FILSAFAT DAN ILMU PENGETAHUAN

          Dalam sebuah analisa mengenai filsafat, ilmu dan filsafat pendidikan dalam bukunya yang berjudul Introduction to Philosophy of Education, Stella Van Petten Henderson mengemukakan, bahwa filsafat selalu berusaha untuk memahami segala sesuatau yang timbul dalam spektrum pengalaman manusia; dan berusaha untuk memperoleh pandangan yang luas (komprehensif) mengenai alam, dan mampu memberikan penerangan yang universal mengenai hakekat benda-benda (segala sesuatu).

          Dengan demikian jelaslah bahwa filsafat bukan hanya pengetahuan, tetapi berusaha menyelami hal-hal yang berada di balik pengetahuan tersebut, untuk memahami adanya saling hubungan satu sama lain. Dengan mengetahui saling hubungan ini diharapkan dapat dikenal adanya implikasi yang dapat diperkirakan. Maka, sampailah fungsi dari filsafat sebagia ilmu yang menjadi sumber kebajikan manusia. Artinya, dengan dasar pengetahuan yang bersifat filosofis ini diharapkan orang dapat memberikan pendapat dan keputusan yang serba bijaksana.

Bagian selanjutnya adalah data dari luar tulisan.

#[cfg(test)]
mod tests {
    use super::*;
    use crate::memory::SsdSpec;
    use crate::storage::Lookup;
    use crate::storage::partition_manager::Invalidation;

    // 64-byte records, 64 KiB partitions, 4 partitions per 256 KiB LEB
    fn lam(partitions: usize, config: LamConfig) -> (LamPartitionManager, Disk) {
        let spec = SsdSpec::default();
        let am =
            AmPartitionManager::new(partitions * 1024, 64, 65536, Invalidation::BlockRewrite)
                .unwrap();
        let lam = LamPartitionManager::new(am, spec.block_size, config).unwrap();
        (lam, Disk::ssd(spec).unwrap())
    }

    #[test]
    fn test_config_is_validated() {
        assert!(LamConfig::new(0, 1, 0.5).is_err());
        assert!(LamConfig::new(1, 0, 0.5).is_err());
        assert!(LamConfig::new(1, 1, 0.0).is_err());
        assert!(LamConfig::new(1, 1, 1.5).is_err());
        assert!(LamConfig::new(2, 2, 1.0).is_ok());
    }

    #[test]
    fn test_config_accepts_legacy_spelling() {
        let json = r#"{
            "reorganization_max_blocks": 4,
            "reorganization_blocks_treshold": 2,
            "leb_usage_threshold": 0.5
        }"#;
        let config: LamConfig = serde_json::from_str(json).unwrap();
        assert_eq!(config.reorganization_blocks_threshold, 2);
    }

    #[test]
    fn test_lebs_group_partitions_by_block() {
        let (lam, _) = lam(16, LamConfig::new(2, 2, 0.5).unwrap());
        assert_eq!(lam.number_of_lebs(), 4);
        assert_eq!(lam.leb_capacity(), 262144);
        assert_eq!(lam.lebs()[1].partitions(), &[4, 5, 6, 7]);
        assert!(lam.lebs().iter().all(|leb| leb.usage() == 1.0));
    }

    #[test]
    fn test_touch_defers_invalidation() {
        let (mut lam, mut disk) = lam(16, LamConfig::new(2, 2, 0.5).unwrap());
        let located = lam.partitions_manager_mut().locate(Lookup::Range, 100);
        let cost = lam.touch(&mut disk, &located);

        assert_eq!(cost.invalidation_time, 0.0);
        assert_eq!(cost.invalidation_operations, 0);
        assert_eq!(cost.loading_operations, 1);
        assert!(cost.loading_time > 0.0);
        assert_eq!(lam.num_entries_to_delete(), 100);
        assert_eq!(lam.lebs()[0].stale_bytes(), 6400);
        assert_eq!(disk.counters().count(crate::memory::MemoryCounter::OverwriteTotalOperations), 0);
    }

    #[test]
    fn test_reorganization_merges_low_usage_blocks() {
        let (mut lam, mut disk) = lam(16, LamConfig::new(2, 2, 0.5).unwrap());

        // drain LEB 0 completely and LEB 1 below half
        let located = lam.partitions_manager_mut().locate(Lookup::Range, 4096);
        let cost = lam.touch(&mut disk, &located);
        assert_eq!(cost.invalidation_operations, 0);
        assert_eq!(lam.number_of_reorganizations(), 0);

        let located = lam.partitions_manager_mut().locate(Lookup::Range, 2100);
        let cost = lam.touch(&mut disk, &located);

        assert_eq!(lam.number_of_reorganizations(), 1);
        assert_eq!(cost.invalidation_operations, 1);
        assert!(cost.invalidation_time > 0.0);
        assert_eq!(lam.number_of_lebs(), 3);
        // stale entries of both merged blocks are gone
        assert_eq!(lam.num_entries_to_delete(), 0);
        // partition 4 and 5 were drained, 6 partially: 6 and 7 survive
        assert_eq!(lam.lebs()[0].partitions(), &[6, 7]);
        assert_eq!(lam.lebs()[0].stale_bytes(), 0);
    }

    #[test]
    fn test_pass_skipped_when_no_block_is_freed() {
        let (mut lam, mut disk) = lam(16, LamConfig::new(1, 1, 0.5).unwrap());

        // LEB 0 below half, but its live partitions still need one block
        let located = lam.partitions_manager_mut().locate(Lookup::Range, 2100);
        let cost = lam.touch(&mut disk, &located);
        assert_eq!(cost.invalidation_operations, 0);

        for _ in 0..6 {
            let located = lam.partitions_manager_mut().locate(Lookup::Point, 8);
            let cost = lam.touch(&mut disk, &located);
            assert_eq!(cost.invalidation_operations, 0);
            assert_eq!(cost.invalidation_time, 0.0);
        }
        assert_eq!(lam.number_of_reorganizations(), 0);
        assert_eq!(lam.number_of_lebs(), 4);
        assert_eq!(lam.num_entries_to_delete(), 2100 + 48);
        assert_eq!(disk.counters().count(crate::memory::MemoryCounter::OverwriteTotalOperations), 0);
    }

    #[test]
    fn test_drained_block_reclaimed_once() {
        let (mut lam, mut disk) = lam(16, LamConfig::new(1, 1, 0.5).unwrap());

        let located = lam.partitions_manager_mut().locate(Lookup::Range, 4096);
        let cost = lam.touch(&mut disk, &located);
        assert_eq!(cost.invalidation_operations, 1);
        assert_eq!(lam.number_of_reorganizations(), 1);
        assert_eq!(lam.number_of_lebs(), 3);
        assert_eq!(lam.num_entries_to_delete(), 0);

        // the remaining blocks are full enough; later touches only load
        for _ in 0..4 {
            let located = lam.partitions_manager_mut().locate(Lookup::Point, 16);
            let cost = lam.touch(&mut disk, &located);
            assert_eq!(cost.invalidation_operations, 0);
        }
        assert_eq!(lam.number_of_reorganizations(), 1);
        assert_eq!(lam.number_of_lebs(), 3);
        assert_eq!(lam.num_entries_to_delete(), 64);
    }

    #[test]
    fn test_entries_to_delete_across_passes() {
        let (mut lam, mut disk) = lam(16, LamConfig::new(1, 1, 0.5).unwrap());

        let located = lam.partitions_manager_mut().locate(Lookup::Range, 4096);
        lam.touch(&mut disk, &located);
        let located = lam.partitions_manager_mut().locate(Lookup::Range, 4096);
        lam.touch(&mut disk, &located);
        assert_eq!(lam.number_of_reorganizations(), 2);
        assert_eq!(lam.number_of_lebs(), 2);
        assert_eq!(lam.num_entries_to_delete(), 0);

        let located = lam.partitions_manager_mut().locate(Lookup::Point, 8);
        lam.touch(&mut disk, &located);
        assert_eq!(lam.number_of_reorganizations(), 2);
        assert_eq!(lam.num_entries_to_delete(), 8);
        let stale: usize = lam.lebs().iter().map(|leb| leb.stale_bytes()).sum();
        assert_eq!(stale, 8 * 64);
    }

    #[test]
    fn test_no_reorganization_below_trigger() {
        let (mut lam, mut disk) = lam(16, LamConfig::new(4, 3, 0.5).unwrap());
        let located = lam.partitions_manager_mut().locate(Lookup::Range, 4096 + 2100);
        lam.touch(&mut disk, &located);
        assert_eq!(lam.number_of_reorganizations(), 0);
        assert_eq!(lam.number_of_lebs(), 4);
    }
}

          Baik ditinjau dari sudut peranan filsafat maupun dari sistem implikatif peranan sebagai sumber kebajikan, nampak adanya perbedaan hakiki antara filsafat dan ilmu pada umumnya. Kalau filsafat memandang sesuatu secara “sinopsis”, ilmu menjurus ke bagian-bagian dengan tujuan yang serba mendalam tiap bagian yang kecil sekalipun. Dengan berdasarkan atas pengetahuan yang dapat dikumpulkan dari berbagai jenis lapangan tersebut, ”….filsafat berusaha untuk melihat alam semesta sebagai keseluruhan dan tempat manusia di dalamnya. Keseluruhan mempunyai sifat-sifat yang tidak dimiliki oleh bagian-bagiannya dan semua sifat ini merupakan fokus utama dari filsafat.

          Ilmu berusaha untuk mengetahui fakta sebagaimana adanya, sedangkan filsafat berusaha mendalami bagaimana seharusnya sesuatu itu. Dalam hal penemuan yang telah dihasilkan oleh suatu ilmu, filsafat dapat membantu pemikiran tentang bagaimana hasil itu dapat digunakan sejauh keperluan peningkatan kesejahteraan manusia.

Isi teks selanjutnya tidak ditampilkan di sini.